[What this task involves]
Can you pull out each line of the data below that includes the word "exactly"?

[Excerpted data]

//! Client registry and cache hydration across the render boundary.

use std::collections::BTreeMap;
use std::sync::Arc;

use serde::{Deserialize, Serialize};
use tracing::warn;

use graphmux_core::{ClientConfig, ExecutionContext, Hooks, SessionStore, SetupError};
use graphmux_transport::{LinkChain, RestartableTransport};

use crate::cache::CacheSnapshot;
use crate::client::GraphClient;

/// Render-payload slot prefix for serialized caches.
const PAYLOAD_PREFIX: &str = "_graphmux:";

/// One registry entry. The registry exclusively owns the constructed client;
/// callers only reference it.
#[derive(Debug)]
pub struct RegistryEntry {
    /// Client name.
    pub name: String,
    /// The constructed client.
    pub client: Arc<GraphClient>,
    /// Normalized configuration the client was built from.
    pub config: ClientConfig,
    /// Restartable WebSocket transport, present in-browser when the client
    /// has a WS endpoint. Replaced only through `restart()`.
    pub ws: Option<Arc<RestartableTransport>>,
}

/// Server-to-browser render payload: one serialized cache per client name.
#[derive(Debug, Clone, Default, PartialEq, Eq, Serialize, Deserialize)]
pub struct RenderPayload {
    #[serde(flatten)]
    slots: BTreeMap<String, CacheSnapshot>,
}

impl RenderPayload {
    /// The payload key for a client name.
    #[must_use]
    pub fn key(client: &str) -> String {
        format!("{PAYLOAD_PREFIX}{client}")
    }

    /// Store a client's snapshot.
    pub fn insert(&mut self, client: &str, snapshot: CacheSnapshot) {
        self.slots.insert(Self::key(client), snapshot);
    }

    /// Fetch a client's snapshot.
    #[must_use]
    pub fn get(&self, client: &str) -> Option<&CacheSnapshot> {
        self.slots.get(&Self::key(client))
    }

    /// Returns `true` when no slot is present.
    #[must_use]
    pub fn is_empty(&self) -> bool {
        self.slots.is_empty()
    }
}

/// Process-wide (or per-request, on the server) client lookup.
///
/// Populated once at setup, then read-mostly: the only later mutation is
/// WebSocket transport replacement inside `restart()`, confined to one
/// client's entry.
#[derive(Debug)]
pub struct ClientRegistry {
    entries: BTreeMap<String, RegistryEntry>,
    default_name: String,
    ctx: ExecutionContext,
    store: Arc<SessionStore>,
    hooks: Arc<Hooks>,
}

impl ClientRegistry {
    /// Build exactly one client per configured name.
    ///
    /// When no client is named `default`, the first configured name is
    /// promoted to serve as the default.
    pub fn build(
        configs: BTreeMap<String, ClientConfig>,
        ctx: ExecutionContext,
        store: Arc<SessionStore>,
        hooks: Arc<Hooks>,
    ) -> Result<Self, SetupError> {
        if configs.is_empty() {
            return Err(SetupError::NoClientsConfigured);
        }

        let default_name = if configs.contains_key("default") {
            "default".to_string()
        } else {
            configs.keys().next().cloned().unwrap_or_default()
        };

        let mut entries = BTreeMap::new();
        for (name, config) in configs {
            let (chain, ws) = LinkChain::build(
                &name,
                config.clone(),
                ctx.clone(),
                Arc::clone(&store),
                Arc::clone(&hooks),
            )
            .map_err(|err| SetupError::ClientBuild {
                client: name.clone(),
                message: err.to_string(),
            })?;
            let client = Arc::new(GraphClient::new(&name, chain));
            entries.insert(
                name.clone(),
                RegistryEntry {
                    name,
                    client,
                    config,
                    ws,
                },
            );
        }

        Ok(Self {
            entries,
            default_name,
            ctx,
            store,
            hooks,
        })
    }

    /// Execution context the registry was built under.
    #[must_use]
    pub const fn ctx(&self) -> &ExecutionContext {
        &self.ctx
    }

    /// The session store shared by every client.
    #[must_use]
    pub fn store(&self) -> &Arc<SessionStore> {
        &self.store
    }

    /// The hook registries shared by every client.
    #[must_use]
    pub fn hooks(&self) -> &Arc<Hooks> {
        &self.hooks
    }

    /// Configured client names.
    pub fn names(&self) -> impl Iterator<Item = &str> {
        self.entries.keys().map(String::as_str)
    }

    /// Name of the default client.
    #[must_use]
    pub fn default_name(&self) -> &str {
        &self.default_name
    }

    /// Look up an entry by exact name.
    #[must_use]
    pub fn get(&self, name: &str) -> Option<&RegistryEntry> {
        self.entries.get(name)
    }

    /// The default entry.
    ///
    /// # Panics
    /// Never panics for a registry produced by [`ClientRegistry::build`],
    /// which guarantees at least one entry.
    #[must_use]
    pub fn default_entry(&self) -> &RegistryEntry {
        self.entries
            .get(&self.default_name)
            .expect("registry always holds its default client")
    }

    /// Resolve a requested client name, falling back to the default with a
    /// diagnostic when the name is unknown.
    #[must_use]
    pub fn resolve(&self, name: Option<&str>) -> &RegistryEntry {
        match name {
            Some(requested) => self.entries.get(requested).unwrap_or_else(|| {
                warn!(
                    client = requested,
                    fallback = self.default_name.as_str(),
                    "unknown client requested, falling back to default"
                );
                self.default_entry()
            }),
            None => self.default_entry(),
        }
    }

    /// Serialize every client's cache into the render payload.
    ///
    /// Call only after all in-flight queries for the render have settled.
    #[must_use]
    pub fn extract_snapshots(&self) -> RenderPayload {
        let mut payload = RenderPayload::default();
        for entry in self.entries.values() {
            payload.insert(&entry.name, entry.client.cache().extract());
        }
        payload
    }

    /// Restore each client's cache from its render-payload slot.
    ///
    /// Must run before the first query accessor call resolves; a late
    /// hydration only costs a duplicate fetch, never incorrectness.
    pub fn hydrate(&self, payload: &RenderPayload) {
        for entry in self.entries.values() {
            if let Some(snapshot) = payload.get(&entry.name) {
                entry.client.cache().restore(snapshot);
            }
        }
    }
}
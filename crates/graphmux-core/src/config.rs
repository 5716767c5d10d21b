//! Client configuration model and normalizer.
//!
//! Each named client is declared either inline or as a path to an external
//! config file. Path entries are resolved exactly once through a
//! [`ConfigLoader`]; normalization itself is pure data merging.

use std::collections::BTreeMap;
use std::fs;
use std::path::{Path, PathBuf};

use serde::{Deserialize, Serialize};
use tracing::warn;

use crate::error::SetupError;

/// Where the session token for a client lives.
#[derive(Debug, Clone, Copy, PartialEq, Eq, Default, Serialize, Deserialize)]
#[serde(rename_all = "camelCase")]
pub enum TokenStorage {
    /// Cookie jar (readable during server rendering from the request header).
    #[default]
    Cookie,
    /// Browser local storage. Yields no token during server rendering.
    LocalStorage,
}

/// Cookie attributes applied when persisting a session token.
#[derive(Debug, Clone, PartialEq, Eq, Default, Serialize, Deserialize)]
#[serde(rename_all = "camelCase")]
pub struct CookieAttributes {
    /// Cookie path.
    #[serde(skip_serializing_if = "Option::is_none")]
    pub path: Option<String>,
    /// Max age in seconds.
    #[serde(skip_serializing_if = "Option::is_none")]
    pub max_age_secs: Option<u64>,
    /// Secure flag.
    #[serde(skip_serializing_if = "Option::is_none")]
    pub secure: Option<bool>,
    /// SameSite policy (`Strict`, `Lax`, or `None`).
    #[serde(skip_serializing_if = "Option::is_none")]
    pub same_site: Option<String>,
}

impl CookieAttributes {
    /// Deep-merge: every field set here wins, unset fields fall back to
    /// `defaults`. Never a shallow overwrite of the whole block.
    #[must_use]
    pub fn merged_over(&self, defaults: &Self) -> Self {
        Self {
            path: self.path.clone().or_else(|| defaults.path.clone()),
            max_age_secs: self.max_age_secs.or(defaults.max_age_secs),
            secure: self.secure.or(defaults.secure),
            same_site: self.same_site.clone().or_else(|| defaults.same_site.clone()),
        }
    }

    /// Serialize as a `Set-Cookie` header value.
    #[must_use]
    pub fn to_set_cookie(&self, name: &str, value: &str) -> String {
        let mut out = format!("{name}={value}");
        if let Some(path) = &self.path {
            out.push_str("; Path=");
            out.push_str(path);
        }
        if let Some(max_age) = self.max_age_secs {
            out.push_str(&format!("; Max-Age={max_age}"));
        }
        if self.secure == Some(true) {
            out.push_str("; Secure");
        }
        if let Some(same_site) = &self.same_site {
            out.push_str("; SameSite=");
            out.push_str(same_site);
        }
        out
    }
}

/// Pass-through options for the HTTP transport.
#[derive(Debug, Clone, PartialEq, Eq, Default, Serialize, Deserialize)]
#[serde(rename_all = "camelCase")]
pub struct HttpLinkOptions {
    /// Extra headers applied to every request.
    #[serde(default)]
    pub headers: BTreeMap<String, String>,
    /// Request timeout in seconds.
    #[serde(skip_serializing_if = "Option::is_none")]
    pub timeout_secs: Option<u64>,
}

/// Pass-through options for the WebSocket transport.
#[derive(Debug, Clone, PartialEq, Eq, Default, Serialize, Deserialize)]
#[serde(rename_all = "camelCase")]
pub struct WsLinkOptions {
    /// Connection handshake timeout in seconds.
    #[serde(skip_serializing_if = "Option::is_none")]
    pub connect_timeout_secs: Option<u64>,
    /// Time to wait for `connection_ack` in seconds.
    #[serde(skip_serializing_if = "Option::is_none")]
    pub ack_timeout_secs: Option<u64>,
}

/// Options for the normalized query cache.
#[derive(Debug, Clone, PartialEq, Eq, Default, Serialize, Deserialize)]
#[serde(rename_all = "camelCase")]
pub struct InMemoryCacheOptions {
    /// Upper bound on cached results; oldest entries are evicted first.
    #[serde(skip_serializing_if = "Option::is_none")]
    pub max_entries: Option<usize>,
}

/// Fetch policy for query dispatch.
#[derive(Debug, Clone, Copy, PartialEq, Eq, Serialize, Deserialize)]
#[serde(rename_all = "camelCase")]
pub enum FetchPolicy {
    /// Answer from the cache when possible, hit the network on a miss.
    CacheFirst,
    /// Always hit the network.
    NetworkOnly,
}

[Exercise output]
    /// Build exactly one client per configured name.
//! config file. Path entries are resolved exactly once through a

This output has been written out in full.